Georgia Baptist Convention meets
Today I attended the opening session of the Georgia Baptist Convention at North Metro Baptist Church in Lawrenceville, in Gwinnett County, north of Atlanta. We heard several reports from various ministries, and a stirring sermon on missions from Dannie Williams of FBC Lyons. There was a mass choir and orchestra from the Gwinnett Metro Baptist Association that lifted the rafters with their songs.
Then the president of the convention, Dan Spencer, pastor of FBC Thomasville, brought a stirring message, asking us if we are willing to pay whatever price it takes to share the gospel everywhere. He told the story of a dog that wore a shock collar and could not pass an invisible electric fence without getting a shock. There was a cat that knew exactly how far the dog could go, and the cat licked his paws just outside of the fence to taunt the dog. Finally, the dog decided he was going to get that cat anyway, and he took a running leap, and jumped past the electric fence. After he shook himself off from the shock, the dog took off chasing the cat. Dan Spencer said that just as the dog had to decide that the pain was worth it, we must decide that it is worth it to share the gospel, no matter what obstacles we face. He talked about the apostle Paul’s willingness to go to Philippi, and how Acts 16 records that he was not disappointed by the small group that met by the river, but shared the gospel and Lydia accepted Christ. Then when Paul was arrested and thrown into the Philippian jail, instead of feeling sorry for himself, he sang and prayed, and God sent an earthquake that opened the prison, and led to the salvation of the jailer. Was it worth it? Paul would have said yes.

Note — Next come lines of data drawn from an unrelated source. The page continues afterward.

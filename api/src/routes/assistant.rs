use axum::routing::post;
use axum::{Json, Router};

use nurovia_core::assistant::{self, ChatReply, ChatRequest};
use nurovia_core::error::ApiError;

use crate::extract::AppJson;

pub fn router() -> Router {
    Router::new().route("/chat", post(chat))
}

/// Answer a free-text question with a canned reply.
#[utoipa::path(
    post,
    path = "/chat",
    request_body = ChatRequest,
    responses(
        (status = 200, description = "Assistant reply", body = ChatReply),
        (status = 400, description = "Malformed request body", body = ApiError),
        (status = 429, description = "Rate limited", body = ApiError)
    ),
    tag = "assistant"
)]
pub async fn chat(AppJson(request): AppJson<ChatRequest>) -> Json<ChatReply> {
    let message = request.message.as_deref().unwrap_or_default();
    Json(ChatReply {
        reply: assistant::reply_to(message).to_string(),
    })
}

#[cfg(test)]
mod tests {
    use axum::body::Body;
    use axum::http::{Request, StatusCode, header};
    use serde_json::{Value, json};
    use tower::ServiceExt;

    use super::router;

    async fn post_chat(body: Value) -> (StatusCode, Value) {
        let response = router()
            .oneshot(
                Request::builder()
                    .method("POST")
                    .uri("/chat")
                    .header(header::CONTENT_TYPE, "application/json")
                    .body(Body::from(body.to_string()))
                    .expect("request should build"),
            )
            .await
            .expect("request should succeed");

        let status = response.status();
        let bytes = axum::body::to_bytes(response.into_body(), usize::MAX)
            .await
            .expect("body should collect");
        let parsed = serde_json::from_slice(&bytes).expect("body should be JSON");
        (status, parsed)
    }

    #[tokio::test]
    async fn definition_question_gets_the_definition_reply() {
        let (status, body) = post_chat(json!({"message": "What is stroke?"})).await;

        assert_eq!(status, StatusCode::OK);
        assert_eq!(
            body["reply"],
            "Stroke is a medical emergency where blood flow to the brain is interrupted."
        );
    }

    #[tokio::test]
    async fn missing_message_gets_the_default_reply() {
        let (status, body) = post_chat(json!({})).await;

        assert_eq!(status, StatusCode::OK);
        assert_eq!(
            body["reply"],
            "I am your stroke assistant. Ask me anything related to stroke or your symptoms."
        );
    }
}
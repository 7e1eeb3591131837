//! Custom extractors that convert axum rejections to structured AppError responses.
//!
//! Use `AppJson<T>` as a drop-in replacement for `axum::Json<T>` in handler signatures.
//! Unlike the standard extractor, deserialization failures produce a JSON `AppError`
//! instead of axum's default plain-text response.

use axum::{
    Json,
    extract::{FromRequest, Request, rejection::JsonRejection},
};

use crate::error::AppError;

/// JSON extractor that converts deserialization errors to structured `AppError` responses.
///
/// # Example
/// ```ignore
/// async fn handler(AppJson(req): AppJson<MyRequest>) -> Json<MyResponse> {
///     // req is deserialized MyRequest — deserialization errors are AppError::Validation
/// }
/// ```
pub struct AppJson<T>(pub T);

impl<S, T> FromRequest<S> for AppJson<T>
where
    Json<T>: FromRequest<S, Rejection = JsonRejection>,
    S: Send + Sync,
{
    type Rejection = AppError;

    async fn from_request(req: Request, state: &S) -> Result<Self, Self::Rejection> {
        match Json::<T>::from_request(req, state).await {
            Ok(Json(value)) => Ok(AppJson(value)),
            Err(rejection) => Err(map_json_rejection(rejection)),
        }
    }
}

/// Convert a `JsonRejection` to a structured `AppError::Validation`.
pub fn map_json_rejection(rejection: JsonRejection) -> AppError {
    let body_text = rejection.body_text();

    // Extract a useful field hint from common serde error patterns:
    // "missing field `message`" → field = "message"
    // "unknown field `foo`" → field = "foo"
    let field_hint = extract_field_from_serde_message(&body_text);

    AppError::Validation {
        message: format!("Invalid request body: {body_text}"),
        field: Some(field_hint.unwrap_or("body".to_string())),
        received: None,
        docs_hint: Some(
            "Check the request body against the endpoint's schema (GET /api-doc/openapi.json)."
                .to_string(),
        ),
    }
}

/// Try to extract a field name from serde's error messages.
fn extract_field_from_serde_message(msg: &str) -> Option<String> {
    // Pattern: "missing field `fieldname`"
    if let Some(start) = msg.find("missing field `") {
        let after = &msg[start + 15..];
        if let Some(end) = after.find('`') {
            return Some(after[..end].to_string());
        }
    }
    // Pattern: "unknown field `fieldname`"
    if let Some(start) = msg.find("unknown field `") {
        let after = &msg[start + 15..];
        if let Some(end) = after.find('`') {
            return Some(after[..end].to_string());
        }
    }
    None
}
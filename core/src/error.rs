use serde::Serialize;
use utoipa::ToSchema;

/// Structured error response returned by every non-2xx API result.
/// Every error carries enough information for a client to see what was
/// wrong with the request and how to correct it.
#[derive(Debug, Serialize, ToSchema)]
pub struct ApiError {
    /// Machine-readable error code (e.g. "validation_failed", "not_found")
    pub error: String,
    /// Human-readable description of what went wrong
    pub message: String,
    /// Which field caused the error (if applicable)
    #[serde(skip_serializing_if = "Option::is_none")]
    pub field: Option<String>,
    /// The value that was received (if applicable)
    #[serde(skip_serializing_if = "Option::is_none")]
    pub received: Option<serde_json::Value>,
    /// Request ID for tracing and debugging
    pub request_id: String,
    /// Hint about what the correct usage looks like
    #[serde(skip_serializing_if = "Option::is_none")]
    pub docs_hint: Option<String>,
}

/// Error codes used across the API
pub mod codes {
    pub const VALIDATION_FAILED: &str = "validation_failed";
    pub const NOT_FOUND: &str = "not_found";
    pub const RATE_LIMITED: &str = "rate_limited";
}
//! Shared building blocks for the Nurovia triage stack.
//!
//! Everything in this crate is pure and free of I/O. The API and CLI
//! crates layer transport on top of these types.

pub mod assistant;
pub mod error;
pub mod screening;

I wrote down a couple of interesting quotations that I heard today. At the Executive Committee meeting, a Baptist deacon and lawyer said, “Lawyers and preachers have a lot in common. Both depend on people to be a little bit bad to keep a job.”

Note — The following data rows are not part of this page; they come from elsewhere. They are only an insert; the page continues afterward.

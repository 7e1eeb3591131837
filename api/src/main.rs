use std::net::SocketAddr;

use axum::Router;
use serde::Serialize;
use tower::ServiceBuilder;
use tower_http::trace::TraceLayer;
use tracing_subscriber::{layer::SubscriberExt, util::SubscriberInitExt};
use utoipa::OpenApi;
use utoipa_swagger_ui::SwaggerUi;

mod error;
mod extract;
mod middleware;
mod routes;

#[derive(OpenApi)]
#[openapi(
    info(
        title = "Nurovia Triage API",
        version = "0.1.0",
        description = "Stroke risk screening and assistant endpoints behind the Nurovia triage page. Advisory only, never a diagnosis."
    ),
    paths(
        routes::health::health_check,
        routes::screening::assess,
        routes::assistant::chat,
    ),
    components(schemas(
        HealthResponse,
        nurovia_core::error::ApiError,
        nurovia_core::screening::ObservationSet,
        nurovia_core::screening::Assessment,
        nurovia_core::screening::RiskLevel,
        nurovia_core::assistant::ChatRequest,
        nurovia_core::assistant::ChatReply,
    ))
)]
struct ApiDoc;

#[derive(Serialize, utoipa::ToSchema)]
pub struct HealthResponse {
    pub status: String,
    pub version: String,
}

#[tokio::main]
async fn main() {
    // Load .env if present (dev only)
    let _ = dotenvy::dotenv();

    // Structured JSON logging
    tracing_subscriber::registry()
        .with(
            tracing_subscriber::EnvFilter::try_from_default_env()
                .unwrap_or_else(|_| "nurovia_api=debug,tower_http=debug".into()),
        )
        .with(tracing_subscriber::fmt::layer().json())
        .init();

    // CORS
    let cors_layer = middleware::cors::build_cors_layer();

    // Router with per-endpoint rate limiting on the two POST endpoints
    let app = Router::new()
        .merge(SwaggerUi::new("/swagger-ui").url("/api-doc/openapi.json", ApiDoc::openapi()))
        .merge(routes::ui::router())
        .merge(routes::health::router())
        .merge(routes::screening::router().layer(middleware::rate_limit::assess_layer()))
        .merge(routes::assistant::router().layer(middleware::rate_limit::chat_layer()))
        .fallback(routes::not_found)
        .layer(axum::middleware::from_fn(middleware::security_headers::apply))
        .layer(
            ServiceBuilder::new()
                .layer(TraceLayer::new_for_http())
                .layer(cors_layer),
        );

    let port: u16 = std::env::var("PORT")
        .ok()
        .and_then(|p| p.parse().ok())
        .unwrap_or(7860);

    let addr = SocketAddr::from(([0, 0, 0, 0], port));
    tracing::info!("Nurovia API listening on {}", addr);

    let listener = tokio::net::TcpListener::bind(addr).await.unwrap();
    axum::serve(
        listener,
        app.into_make_service_with_connect_info::<SocketAddr>(),
    )
    .await
    .unwrap();
}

Frank Page, CEO of the Southern Baptist Executive Committee, welcomed the messengers at the Georgia Baptist Convention. He said that when he was a young preacher, and older preacher told him, “Son, if the Bible is silent about something, it’s best that you be silent, too.”
Joseph Wong, pastor of the Chinese Mission in Savannah, closed the meeting with the benediction. He told us he would teach us how to say “Amen” in Chinese, and then explained that in Chinese it is “Amen.” He went on to pray in Chinese as well as English, and of course, he ended with “Amen.”
I saw lots of good friends from all around Georgia, like our former member Ted Kandler who is now the associational missionary for three associations around Fitzgerald, and Bobby Braswell, who is associational missionary for Middle Baptist Association in Sylvania, as well as the pastors at Windsor Forest Baptist and Immanuel Baptist in Savannah, to name a few.
Tomorrow the convention meets all day, and we will be voting on a lot of business, including election of a new president.